### WHAT YOU WILL DO
Every line from the one containing "use crate::policy::Policy;" to the one containing "produced a result" in the records below, both included, must be set down exactly, and no other line.

[[ EXCERPTED RECORDS, beginning ]]

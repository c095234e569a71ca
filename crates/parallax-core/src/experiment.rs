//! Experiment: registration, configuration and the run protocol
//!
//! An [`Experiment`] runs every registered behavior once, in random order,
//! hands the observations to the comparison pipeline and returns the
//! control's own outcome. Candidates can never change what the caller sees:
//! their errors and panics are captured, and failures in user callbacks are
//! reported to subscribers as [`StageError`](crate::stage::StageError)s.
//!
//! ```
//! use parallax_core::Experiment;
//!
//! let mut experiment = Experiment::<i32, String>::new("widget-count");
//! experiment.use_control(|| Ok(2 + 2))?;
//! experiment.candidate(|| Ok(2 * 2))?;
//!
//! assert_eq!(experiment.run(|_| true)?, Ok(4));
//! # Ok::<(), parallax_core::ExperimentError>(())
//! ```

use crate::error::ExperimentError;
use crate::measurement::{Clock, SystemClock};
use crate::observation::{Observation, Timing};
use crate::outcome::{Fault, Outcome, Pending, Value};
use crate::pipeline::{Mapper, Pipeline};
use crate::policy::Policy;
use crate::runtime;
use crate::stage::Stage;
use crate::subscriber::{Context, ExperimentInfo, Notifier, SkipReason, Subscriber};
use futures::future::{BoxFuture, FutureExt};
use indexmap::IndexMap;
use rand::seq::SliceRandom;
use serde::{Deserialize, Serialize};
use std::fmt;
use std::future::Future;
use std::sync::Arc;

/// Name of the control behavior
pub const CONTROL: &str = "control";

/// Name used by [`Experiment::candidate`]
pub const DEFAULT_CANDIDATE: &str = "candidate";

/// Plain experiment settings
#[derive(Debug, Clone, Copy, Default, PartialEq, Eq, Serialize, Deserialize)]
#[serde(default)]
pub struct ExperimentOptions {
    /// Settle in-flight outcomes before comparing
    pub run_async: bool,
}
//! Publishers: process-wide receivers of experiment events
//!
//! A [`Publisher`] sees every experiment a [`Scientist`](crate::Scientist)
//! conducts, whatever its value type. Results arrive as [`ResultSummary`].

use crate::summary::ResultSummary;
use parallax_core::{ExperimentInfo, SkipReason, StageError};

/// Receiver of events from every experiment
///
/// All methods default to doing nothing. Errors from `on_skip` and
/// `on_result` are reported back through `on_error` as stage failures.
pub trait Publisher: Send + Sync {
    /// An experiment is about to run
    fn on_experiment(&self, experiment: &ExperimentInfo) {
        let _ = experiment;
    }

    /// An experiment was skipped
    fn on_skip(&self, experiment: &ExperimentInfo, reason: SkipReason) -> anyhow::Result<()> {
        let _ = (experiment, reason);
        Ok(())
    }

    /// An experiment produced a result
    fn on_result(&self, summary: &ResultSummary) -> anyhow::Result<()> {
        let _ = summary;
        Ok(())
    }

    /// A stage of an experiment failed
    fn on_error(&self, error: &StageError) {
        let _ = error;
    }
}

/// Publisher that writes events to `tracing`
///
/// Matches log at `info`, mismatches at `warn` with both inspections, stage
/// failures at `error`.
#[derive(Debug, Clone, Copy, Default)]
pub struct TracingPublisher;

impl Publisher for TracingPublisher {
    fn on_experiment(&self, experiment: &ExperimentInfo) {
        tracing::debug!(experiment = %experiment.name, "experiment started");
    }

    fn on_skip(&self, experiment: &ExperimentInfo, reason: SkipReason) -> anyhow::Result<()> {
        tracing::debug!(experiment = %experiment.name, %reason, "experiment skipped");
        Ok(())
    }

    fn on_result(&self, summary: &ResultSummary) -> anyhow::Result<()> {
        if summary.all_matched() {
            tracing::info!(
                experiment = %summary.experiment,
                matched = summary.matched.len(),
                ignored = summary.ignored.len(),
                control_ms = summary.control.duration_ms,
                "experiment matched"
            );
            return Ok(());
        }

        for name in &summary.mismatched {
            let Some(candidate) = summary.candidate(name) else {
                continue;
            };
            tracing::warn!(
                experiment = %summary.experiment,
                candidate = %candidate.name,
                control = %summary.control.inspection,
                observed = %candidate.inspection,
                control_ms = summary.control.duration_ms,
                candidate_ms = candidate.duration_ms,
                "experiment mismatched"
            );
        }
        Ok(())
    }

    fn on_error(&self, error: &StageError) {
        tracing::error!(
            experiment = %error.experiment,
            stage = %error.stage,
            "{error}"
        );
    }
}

[[ EXCERPTED RECORDS, end ]]
[[ EXCERPTED RECORDS, beginning ]]

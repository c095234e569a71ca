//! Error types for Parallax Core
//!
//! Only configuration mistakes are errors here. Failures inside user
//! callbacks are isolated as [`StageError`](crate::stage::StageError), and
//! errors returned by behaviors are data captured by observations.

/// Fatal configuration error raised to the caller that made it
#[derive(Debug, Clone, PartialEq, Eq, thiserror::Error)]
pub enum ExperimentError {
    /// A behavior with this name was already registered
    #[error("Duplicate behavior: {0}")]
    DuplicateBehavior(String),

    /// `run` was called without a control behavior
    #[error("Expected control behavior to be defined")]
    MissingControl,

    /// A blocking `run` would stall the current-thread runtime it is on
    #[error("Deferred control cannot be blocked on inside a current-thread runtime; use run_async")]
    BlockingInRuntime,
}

[[ EXCERPTED RECORDS, end ]]
[[ EXCERPTED RECORDS, beginning ]]

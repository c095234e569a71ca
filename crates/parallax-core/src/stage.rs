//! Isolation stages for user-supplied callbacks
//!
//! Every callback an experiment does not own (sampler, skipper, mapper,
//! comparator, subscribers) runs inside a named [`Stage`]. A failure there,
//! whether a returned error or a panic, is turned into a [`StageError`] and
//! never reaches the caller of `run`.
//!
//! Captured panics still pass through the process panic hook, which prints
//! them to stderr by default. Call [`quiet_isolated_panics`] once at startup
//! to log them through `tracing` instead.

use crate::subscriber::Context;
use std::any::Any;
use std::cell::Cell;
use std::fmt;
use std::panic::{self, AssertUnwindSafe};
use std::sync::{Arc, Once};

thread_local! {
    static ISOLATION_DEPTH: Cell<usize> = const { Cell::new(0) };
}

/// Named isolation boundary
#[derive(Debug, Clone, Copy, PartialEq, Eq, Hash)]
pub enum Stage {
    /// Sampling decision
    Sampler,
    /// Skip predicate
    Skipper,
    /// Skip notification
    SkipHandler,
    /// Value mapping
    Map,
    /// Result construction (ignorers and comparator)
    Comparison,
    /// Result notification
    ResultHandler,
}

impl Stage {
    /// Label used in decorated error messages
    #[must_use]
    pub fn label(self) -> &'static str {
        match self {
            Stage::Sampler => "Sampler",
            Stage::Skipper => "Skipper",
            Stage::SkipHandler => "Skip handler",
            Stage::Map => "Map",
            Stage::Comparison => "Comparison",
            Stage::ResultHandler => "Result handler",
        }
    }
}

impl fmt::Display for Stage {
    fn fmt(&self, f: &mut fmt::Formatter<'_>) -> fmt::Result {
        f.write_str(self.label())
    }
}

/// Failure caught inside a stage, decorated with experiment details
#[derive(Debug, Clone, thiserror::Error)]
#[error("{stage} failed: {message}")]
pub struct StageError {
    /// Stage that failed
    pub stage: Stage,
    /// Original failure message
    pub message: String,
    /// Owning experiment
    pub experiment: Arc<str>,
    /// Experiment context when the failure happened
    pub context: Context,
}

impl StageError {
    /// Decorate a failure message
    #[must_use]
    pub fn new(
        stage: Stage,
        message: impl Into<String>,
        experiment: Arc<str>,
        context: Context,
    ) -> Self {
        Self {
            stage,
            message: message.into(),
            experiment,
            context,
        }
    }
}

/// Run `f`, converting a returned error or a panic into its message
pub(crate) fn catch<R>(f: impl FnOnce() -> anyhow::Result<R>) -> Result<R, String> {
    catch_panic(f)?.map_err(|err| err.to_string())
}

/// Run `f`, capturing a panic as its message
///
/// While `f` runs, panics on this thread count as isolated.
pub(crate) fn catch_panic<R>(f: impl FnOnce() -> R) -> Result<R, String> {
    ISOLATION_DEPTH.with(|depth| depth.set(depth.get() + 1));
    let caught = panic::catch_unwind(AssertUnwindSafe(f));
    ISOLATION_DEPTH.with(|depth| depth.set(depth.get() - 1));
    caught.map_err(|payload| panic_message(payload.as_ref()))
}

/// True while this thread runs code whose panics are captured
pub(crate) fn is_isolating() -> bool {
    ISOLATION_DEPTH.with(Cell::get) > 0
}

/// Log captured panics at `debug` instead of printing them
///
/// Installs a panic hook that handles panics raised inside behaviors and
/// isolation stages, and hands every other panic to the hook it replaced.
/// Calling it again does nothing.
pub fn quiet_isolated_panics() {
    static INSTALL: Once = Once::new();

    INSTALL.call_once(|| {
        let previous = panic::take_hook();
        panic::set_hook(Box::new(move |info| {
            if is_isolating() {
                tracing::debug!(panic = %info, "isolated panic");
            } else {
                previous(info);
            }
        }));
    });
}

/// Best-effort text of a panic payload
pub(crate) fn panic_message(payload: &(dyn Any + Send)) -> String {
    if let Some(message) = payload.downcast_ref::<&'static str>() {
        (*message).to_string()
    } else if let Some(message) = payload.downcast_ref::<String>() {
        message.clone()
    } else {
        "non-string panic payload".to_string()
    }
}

[[ EXCERPTED RECORDS, end ]]

### RESPONSE BOX
use crate::policy::Policy;
use crate::runtime;
use crate::stage::Stage;
use crate::subscriber::{Context, ExperimentInfo, Notifier, SkipReason, Subscriber};
use futures::future::{BoxFuture, FutureExt};
use indexmap::IndexMap;
use rand::seq::SliceRandom;
use serde::{Deserialize, Serialize};
use std::fmt;
use std::future::Future;
use std::sync::Arc;

/// Name of the control behavior
pub const CONTROL: &str = "control";

/// Name used by [`Experiment::candidate`]
pub const DEFAULT_CANDIDATE: &str = "candidate";

/// Plain experiment settings
#[derive(Debug, Clone, Copy, Default, PartialEq, Eq, Serialize, Deserialize)]
#[serde(default)]
pub struct ExperimentOptions {
    /// Settle in-flight outcomes before comparing
    pub run_async: bool,
}
//! Publishers: process-wide receivers of experiment events
//!
//! A [`Publisher`] sees every experiment a [`Scientist`](crate::Scientist)
//! conducts, whatever its value type. Results arrive as [`ResultSummary`].

use crate::summary::ResultSummary;
use parallax_core::{ExperimentInfo, SkipReason, StageError};

/// Receiver of events from every experiment
///
/// All methods default to doing nothing. Errors from `on_skip` and
/// `on_result` are reported back through `on_error` as stage failures.
pub trait Publisher: Send + Sync {
    /// An experiment is about to run
    fn on_experiment(&self, experiment: &ExperimentInfo) {
        let _ = experiment;
    }

    /// An experiment was skipped
    fn on_skip(&self, experiment: &ExperimentInfo, reason: SkipReason) -> anyhow::Result<()> {
        let _ = (experiment, reason);
        Ok(())
    }

    /// An experiment produced a result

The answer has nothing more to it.